Auch wenn bei Weitem nicht jeder Reisende nach landschaftlichen Wahrnehmungserfahrungen sucht, so gehört es doch zu den unbestreitbaren Vorzügen des Zugreisens auf diesen Strecken, dass sich jeder bequem und entspannt mit den vorbeiziehenden landschaftlichen Eindrücken auseinandersetzen kann. Und das ist heute schon ein besonderer Zeitvertreib, wie Helm mit vielen Zitaten verdeutlichen kann.
Einerseits suchen wir die Geschwindigkeit, wir haben es fast immer eilig anzukommen. Andererseits gestattet uns der schweifende Blick aus dem bewegten Zug, über die Wahrnehmung der Dinge und Vorgänge in der vorbeiziehenden Landschaft teilzuhaben am gesellschaftlichen Leben, und zwar ohne uns tätig und konkret darauf einlassen zu müssen.

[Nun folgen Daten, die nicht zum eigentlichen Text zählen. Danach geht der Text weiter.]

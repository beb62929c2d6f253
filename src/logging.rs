use tracing_subscriber::EnvFilter;
use tracing_subscriber::layer::SubscriberExt;
use tracing_subscriber::util::SubscriberInitExt;

/// Default filter when `RUST_LOG` is unset.
fn default_directive(verbose: bool) -> &'static str {
    if verbose { "prforge=debug" } else { "prforge=info" }
}

/// Install the global subscriber. Logs go to stderr so command output on
/// stdout stays machine-readable.
pub fn init(verbose: bool, json: bool) {
    let filter = EnvFilter::try_from_default_env()
        .unwrap_or_else(|_| EnvFilter::new(default_directive(verbose)));

    let registry = tracing_subscriber::registry().with(filter);
    let result = if json {
        registry
            .with(
                tracing_subscriber::fmt::layer()
                    .json()
                    .with_writer(std::io::stderr),
            )
            .try_init()
    } else {
        registry
            .with(
                tracing_subscriber::fmt::layer()
                    .with_target(false)
                    .with_writer(std::io::stderr),
            )
            .try_init()
    };
    if let Err(e) = result {
        eprintln!("prforge: logging already initialized: {e}");
    }
}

Immer wieder werden wir in den Zitaten auf diesen spezifischen Blick aus dem Zugfenster verwiesen, den meist Sinnenlust und Kontemplation zugleich auszeichnen, und der damit Spielräume öffnet für die Anreicherung der angesammelten Eindrücke und Erfahrungen mit neuen Gedanken.
Auch wenn ein mehr oder weniger sanft-rhythmisches Räderrollen den Blick auf die Landschaft stetig begleitet: In den wachen Momenten des Schauens geht es nicht um passives Geschehen-Lassen, vielmehr um Sinnlichkeit und mentale Vertiefung, um eine erste Stufe tagträumerischen Sehens.

Wenn Holger Helm in seinem Büchlein das ungewöhnliche Vorgehen der pointillistischen Verschränkung von Zitaten wählt, um solchen Sachverhalten eine zutreffende Form zu verleihen, dann verdeutlicht er damit, wie Wahr-nehmung und Vorstellung gerade auch beim entspannten Blick aus dem Zugfenster zu vagabundieren vermögen, manchmal aber auch den Einstieg
in ein phantasievolles Sehen erleichtern können.
Ihm auf diesem Weg zu folgen, ist ein ungewöhnliches, gewinnbringendes Lesevergnügen.